● Data to use:
━━━

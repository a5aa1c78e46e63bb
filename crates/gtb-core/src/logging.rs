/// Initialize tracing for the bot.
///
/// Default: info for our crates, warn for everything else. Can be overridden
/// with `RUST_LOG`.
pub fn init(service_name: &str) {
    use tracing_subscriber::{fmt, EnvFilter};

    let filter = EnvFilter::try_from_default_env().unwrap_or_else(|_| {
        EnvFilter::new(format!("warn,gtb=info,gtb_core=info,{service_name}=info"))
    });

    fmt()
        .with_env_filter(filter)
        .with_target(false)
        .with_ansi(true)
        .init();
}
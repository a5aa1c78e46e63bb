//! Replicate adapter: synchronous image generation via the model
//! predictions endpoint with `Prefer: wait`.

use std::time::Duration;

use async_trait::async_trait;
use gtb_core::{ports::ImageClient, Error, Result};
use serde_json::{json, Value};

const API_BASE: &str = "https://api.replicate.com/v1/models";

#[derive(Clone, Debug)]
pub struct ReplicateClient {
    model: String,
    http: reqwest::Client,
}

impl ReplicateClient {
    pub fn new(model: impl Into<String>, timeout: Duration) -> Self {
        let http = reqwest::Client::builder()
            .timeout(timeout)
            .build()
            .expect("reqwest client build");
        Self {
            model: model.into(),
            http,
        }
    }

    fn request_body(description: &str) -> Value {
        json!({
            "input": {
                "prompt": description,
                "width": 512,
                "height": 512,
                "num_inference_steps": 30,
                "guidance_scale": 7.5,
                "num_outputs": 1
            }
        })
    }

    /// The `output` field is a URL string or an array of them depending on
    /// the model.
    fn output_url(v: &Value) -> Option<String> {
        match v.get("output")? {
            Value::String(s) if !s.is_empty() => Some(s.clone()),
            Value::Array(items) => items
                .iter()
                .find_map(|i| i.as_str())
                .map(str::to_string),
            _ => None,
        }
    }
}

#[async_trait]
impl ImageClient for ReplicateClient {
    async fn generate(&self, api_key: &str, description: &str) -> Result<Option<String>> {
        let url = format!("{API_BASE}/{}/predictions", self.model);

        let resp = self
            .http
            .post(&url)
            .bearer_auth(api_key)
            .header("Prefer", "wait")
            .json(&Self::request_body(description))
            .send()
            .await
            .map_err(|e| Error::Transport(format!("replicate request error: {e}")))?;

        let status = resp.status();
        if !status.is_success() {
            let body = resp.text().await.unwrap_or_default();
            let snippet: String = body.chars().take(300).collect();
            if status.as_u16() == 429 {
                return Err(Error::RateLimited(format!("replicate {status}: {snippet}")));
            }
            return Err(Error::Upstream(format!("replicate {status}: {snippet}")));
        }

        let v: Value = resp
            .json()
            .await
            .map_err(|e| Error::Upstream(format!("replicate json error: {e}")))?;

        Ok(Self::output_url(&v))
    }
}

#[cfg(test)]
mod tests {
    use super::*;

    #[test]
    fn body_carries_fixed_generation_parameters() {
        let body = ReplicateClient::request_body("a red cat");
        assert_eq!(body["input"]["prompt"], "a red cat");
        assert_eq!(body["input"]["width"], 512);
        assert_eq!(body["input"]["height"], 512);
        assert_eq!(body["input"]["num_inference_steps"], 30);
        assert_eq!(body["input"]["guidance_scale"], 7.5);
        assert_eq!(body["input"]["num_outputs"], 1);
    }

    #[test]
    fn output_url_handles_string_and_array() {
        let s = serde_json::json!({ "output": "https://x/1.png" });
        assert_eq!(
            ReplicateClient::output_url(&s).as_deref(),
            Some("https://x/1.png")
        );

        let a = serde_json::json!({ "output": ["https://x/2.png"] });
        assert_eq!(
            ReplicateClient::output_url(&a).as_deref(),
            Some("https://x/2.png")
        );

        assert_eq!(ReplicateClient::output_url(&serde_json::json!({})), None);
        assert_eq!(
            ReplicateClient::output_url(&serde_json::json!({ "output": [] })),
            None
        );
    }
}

━━━

From the first line of the data above through the line containing "pub fn init(service_name: &str)", set each line down again exactly; include both ends and omit everything else.

● Result of the exercise:
repository a5aa1c78e46e63bb
filename crates/gtb-core/src/logging.rs
/// Initialize tracing for the bot.
///
/// Default: info for our crates, warn for everything else. Can be overridden
/// with `RUST_LOG`.
pub fn init(service_name: &str) {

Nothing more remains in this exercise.